Suivre Jésus – homélie du samedi 25 juin 2022

télécharger au format pdf

Les lectures du jour

Suivre Jésus

« Laisse les morts enterrer leurs morts. Toi, pars et annonce le règne de Dieu » On peut être étonné voire courroucé d’entendre dans la bouche de Jésus cette parole, qui semble dénuée de toute humanité en mettant de côté le devoir élémentaire d’enterrer ses morts. Et cette parole a parcouru les siècles pour justifier toute rupture des liens familiaux que devaient vivre les disciples du Christ voulant se consacrer à Dieu dans la vie religieuse. Et dans la première lecture, l’appel radical par Élie à l’adresse d’Élisée a pu être lu pareillement. D’où la question : que veut dire suivre Jésus ?

Je pense que la première chose est de revenir au contexte dans lequel se situe cet appel. Luc nous dit que Jésus, le visage déterminé, prit la route de Jérusalem. Prendre la route de Jérusalem, pour Jésus, ce n’est pas un simple pèlerinage, comme nous allons à Lourdes, à Rome, au autre sanctuaire. Pour lui, aller à Jérusalem, c’est aller là où sa mission, sa conscience l’appellent, à savoir témoigner de l’amour inconditionnel de Dieu pour tous, et le faire devant les responsables de la religion juive qui voulaient exclure de la tendresse de Dieu tous ceux qui ne respectaient pas la loi de Moïse, tous ceux qui leur semblaient hors du droit chemin. C’était donc à une confrontation violente que Jésus s’attendait, confrontation à laquelle il ne voulait pas, en conscience se dérober. Là était sa vocation d’homme, qu’il voulait assumer totalement.

Alors, quand il invite à le suivre, ne serait-ce pas pour nous éviter de passer à côté de nos responsabilités d’hommes et de femmes, qui avons tous reçu une vocation à accomplir notre existence ? Suivre Jésus, c’est suivre ce que dit notre conscience au fond de nous, ce que nous pouvons appeler aussi l’Esprit Saint. Les résistances à ces appels sont nombreuses, elles peuvent même se couvrir de légitimes excuses, de raisons très humaines (c’est peut-être cela l’allusion à aller enterrer ses morts, ou dire au-revoir à ses parents). Mais attention, nous dit Jésus, ne perdons pas notre devoir que nous inspire notre conscience. Au nom d’une exigence parfaitement louable, on a pu manquer à l’exigence supérieure inscrite au plus profond de son être. Reste alors en nous un goût amer, celui du remord de n’avoir pas été fidèle au rendez-vous que nous donnait la vie.

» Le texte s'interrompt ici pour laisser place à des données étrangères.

//! High-level runtime orchestrator.
//!
//! The runtime owns the simulation worker, wires up command/event channels,
//! and exposes a builder-based API for clients to drive a match.

use std::time::Duration;

use tokio::sync::{broadcast, mpsc};
use tokio::task::JoinHandle;

use battle_core::{BattleConfig, HeuristicPolicy, MatchState, OpponentPolicy};

use crate::api::{BattleEvent, Result, RuntimeError, RuntimeHandle};
use crate::workers::{Command, SimulationWorker};

/// Delays inserted around automated actions so a viewer can follow them.
///
/// Purely presentational: the engine resolves the same outcomes with any
/// pacing, including none.
#[derive(Debug, Clone, Copy, PartialEq, Eq)]
pub struct PacingConfig {
    /// Pause before each automated phase starts.
    pub phase_delay: Duration,
    /// Pause after each automated action resolves.
    pub action_delay: Duration,
}

impl PacingConfig {
    pub const DEFAULT_PHASE_DELAY: Duration = Duration::from_millis(500);
    pub const DEFAULT_ACTION_DELAY: Duration = Duration::from_millis(800);

    /// No pauses at all. Used by tests and headless simulations.
    pub const fn instant() -> Self {
        Self {
            phase_delay: Duration::ZERO,
            action_delay: Duration::ZERO,
        }
    }
}

impl Default for PacingConfig {
    fn default() -> Self {
        Self {
            phase_delay: Self::DEFAULT_PHASE_DELAY,
            action_delay: Self::DEFAULT_ACTION_DELAY,
        }
    }
}

/// Runtime configuration shared across the orchestrator and workers.
#[derive(Debug, Clone)]
pub struct RuntimeConfig {
    pub battle: BattleConfig,
    pub pacing: PacingConfig,
    pub event_buffer_size: usize,
    pub command_buffer_size: usize,
}

impl Default for RuntimeConfig {
    fn default() -> Self {
        Self {
            battle: BattleConfig::default(),
            pacing: PacingConfig::default(),
            event_buffer_size: 100,
            command_buffer_size: 32,
        }
    }
}

/// Main runtime that hosts one match.
///
/// Design: Runtime owns the worker and its join handle.
/// [`RuntimeHandle`] provides a cloneable façade for clients.
pub struct Runtime {
    handle: RuntimeHandle,
    sim_worker_handle: JoinHandle<()>,
}

impl Runtime {
    /// Create a new runtime builder
    pub fn builder() -> RuntimeBuilder {
        RuntimeBuilder::new()
    }

    /// Get a cloneable handle to this runtime
    ///
    /// The handle can be shared across clients and async tasks.
    pub fn handle(&self) -> RuntimeHandle {
        self.handle.clone()
    }

    /// Subscribe to battle events
    pub fn subscribe_events(&self) -> broadcast::Receiver<BattleEvent> {
        self.handle.subscribe_events()
    }

    /// Shutdown the runtime gracefully
    ///
    /// Waits for the worker to drain its queue, which happens once every
    /// cloned [`RuntimeHandle`] has been dropped.
    pub async fn shutdown(self) -> Result<()> {
        drop(self.handle);

        self.sim_worker_handle
            .await
            .map_err(RuntimeError::WorkerJoin)?;

        Ok(())
    }
}

/// Builder for [`Runtime`] with flexible configuration.
pub struct RuntimeBuilder {
    config: RuntimeConfig,
    state: Option<MatchState>,
    policy: Option<Box<dyn OpponentPolicy>>,
}

impl RuntimeBuilder {
    fn new() -> Self {
        Self {
            config: RuntimeConfig::default(),
            state: None,
            policy: None,
        }
    }

    /// Set runtime configuration
    pub fn config(mut self, config: RuntimeConfig) -> Self {
        self.config = config;
        self
    }

    /// Start from an explicit match instead of a fresh one built from
    /// [`RuntimeConfig::battle`].
    pub fn initial_state(mut self, state: MatchState) -> Self {
        self.state = Some(state);
        self
    }

    /// Opponent policy for automated phases. Defaults to [`HeuristicPolicy`].
    pub fn policy(mut self, policy: impl OpponentPolicy + 'static) -> Self {
        self.policy = Some(Box::new(policy));
        self
    }

    /// Spawns the simulation worker. Must be called within a tokio runtime.
    pub fn build(self) -> Runtime {
        let state = self
            .state
            .unwrap_or_else(|| MatchState::new(self.config.battle.clone()));
        let policy = self
            .policy
            .unwrap_or_else(|| Box::new(HeuristicPolicy::new()));

        let (command_tx, command_rx) = mpsc::channel::<Command>(self.config.command_buffer_size);
        let (event_tx, _event_rx) =
            broadcast::channel::<BattleEvent>(self.config.event_buffer_size);

        let handle = RuntimeHandle::new(command_tx, event_tx.clone());

        let sim_worker =
            SimulationWorker::new(state, policy, self.config.pacing, command_rx, event_tx);

        let sim_worker_handle = tokio::spawn(async move {
            sim_worker.run().await;
        });

        Runtime {
            handle,
            sim_worker_handle,
        }
    }
}

#[cfg(test)]
mod tests {
    use super::*;

    #[test]
    fn default_pacing_matches_presentation_delays() {
        let pacing = PacingConfig::default();
        assert_eq!(pacing.phase_delay, Duration::from_millis(500));
        assert_eq!(pacing.action_delay, Duration::from_millis(800));
        assert_eq!(PacingConfig::instant().action_delay, Duration::ZERO);
    }

    #[test]
    fn default_config_uses_standard_buffers() {
        let config = RuntimeConfig::default();
        assert_eq!(config.event_buffer_size, 100);
        assert_eq!(config.command_buffer_size, 32);
        assert_eq!(config.battle, BattleConfig::default());
    }
}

Suivre Jésus : ce n’est pas nécessairement aller s’enfermer dans un couvent, ou partir évangéliser les confins du monde, ou même s’engager dans le service de l’Église à travers la prêtrise, le diaconat, l’épiscopat. C’est ce que vit la personne qui pendant des années s’est privée de bien des plaisirs pour soigner son conjoint. Ce sont les parents qui doivent accompagner leur enfant adolescent dans ses projets bien éloignés de ce qu’ils avaient projeté sur lui. C’est le curé de paroisse qui renonce à compter ses ouailles pour se mettre à l’écoute des cœurs qui s’ouvrent à la beauté de l’évangile. C’est l’opposant politique qui dans de nombreux pays ose affirmer ses convictions au risque de représailles sévères. Tous les jours, à chaque instant, la vie nous appelle, la vie peut se transformer du tout au tout par un événement heureux ou douloureux. Suivre Jésus c’est consentir à ce qui nous arrive, non par résignation, mais dans la confiance que là s’accomplit notre existence.

C’est saint Paul, une fois de plus, qui résume bien ce que veut dire ‘suivre Jésus’, en affirmant (2ème lecture) que le Christ nous a libérés pour que nous soyons libres : il n’est pas question donc de docilité servile à une loi extérieure, mais de disposition intérieure pour une vie plus intense.